Yo esperaba la versión rusa, a ver si como efecto secundario me sentía Doctor Zhivago en brazos de Julie Christie en la versión del 65; o en personal concierto con la Netrebko; o de plano ver si heredaba alguna facultad del zar, ese sí es zar, Vladimir Putin, verdadero referente en cosas de machos, desde montar a pelo un oso rabioso, cazar a mano limpia tigres siberianos o salir de la KGB con el plumaje impoluto. Es como si García Luna o Gertz Manero o el Negro Durazo hubiera sido el candidato presidencial triunfante. Bueno, tal vez exageré. Es el espíritu festivo.

Lo importante no es lo que suceda, sino cómo lo recibas.

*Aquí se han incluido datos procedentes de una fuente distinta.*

// SPDX-License-Identifier: MPL-2.0
//! Configuration persistence logic.
//!
//! Saves the preferences edited on the settings screen to `settings.toml`.
//! Failures never interrupt the user: each function returns the i18n key of
//! a warning to show instead.

use crate::config::{self, Config};
use crate::i18n::fluent::I18n;
use crate::ui::settings::State as SettingsState;
use std::path::PathBuf;
use unic_langid::LanguageIdentifier;

const SAVE_ERROR_KEY: &str = "notification-config-save-error";

/// Persists theme and wizard preferences, leaving the stored language alone.
pub fn persist_preferences(settings: &SettingsState, config_dir: Option<PathBuf>) -> Option<String> {
    let (mut cfg, _) = config::load_with_override(config_dir.clone());
    cfg.general.theme_mode = settings.theme_mode();
    cfg.wizard.allow_skip_required = settings.allow_skip_required();
    cfg.wizard.autosave_draft = settings.autosave_draft();
    save(&cfg, config_dir)
}

/// Switches the active locale and persists it.
///
/// Locales without a loaded bundle are ignored and not written to disk.
pub fn apply_language_change(
    i18n: &mut I18n,
    locale: LanguageIdentifier,
    config_dir: Option<PathBuf>,
) -> Option<String> {
    if !i18n.available_locales().contains(&locale) {
        tracing::warn!(%locale, "ignoring unsupported locale");
        return None;
    }
    i18n.set_locale(locale.clone());
    tracing::info!(%locale, "language changed");

    let (mut cfg, _) = config::load_with_override(config_dir.clone());
    cfg.general.language = Some(locale.to_string());
    save(&cfg, config_dir)
}

fn save(cfg: &Config, config_dir: Option<PathBuf>) -> Option<String> {
    match config::save_with_override(cfg, config_dir) {
        Ok(()) => None,
        Err(err) => {
            tracing::warn!(error = %err, "failed to save config");
            Some(SAVE_ERROR_KEY.to_string())
        }
    }
}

De poco servirá salir vivos, con trabajo (o sin deudas), con salud, con cintura, sin acné, y sin miedo al éxito, cuando esta pandemia de verdad comience a bajar, si no salimos con el espíritu fortalecido. Me siento bien, pero me siento mal, canta el ídolo Jaime López. Yo me quedo con las sorpresas de este encierro, como descubrir a los amigos que se dedicaron a estar a mi lado en toda circunstancia; a los parientes que compartieron conmigo su historia y alegrías, como la tía Rosa Wolffer que ahora me vengo a enterar era usuaria fanática de los dibujos de “amor es” que fueran tan populares hace medio siglo (ella era una recién nacida, para qué lo aclaro); a las compañeras de trabajo que tuvieron la fortaleza de renunciar para poner su propio despacho (esa Lupe tan admirable) y luego insistirme para que escribiera esta cosa (ya no sé si es tan admirable); las facetas de los hijos que nunca hubiera descubierto de no estar a su lado todo el santo día, como ver al menor hacer el esfuerzo mental para aprender a sumar y restar mientras mueve sus deditos, o al benjamín emular a Travis Bickle en “Taxi driver” y raparse de mohicano nomás para ver qué se siente; o constatar que esto del matrimonio es serio, fino, delicado y que más vale decir “aquí quedó que aquí murió”; o leer rabiosamente; bueno, hasta entrarle a la meditación para ver si así se me aplacan las ínfulas adolescentes anarquistas iconoclastas.

Entre reír o llorar, prefiero reír. “Toritoooo, toritooooo, jajajaja.”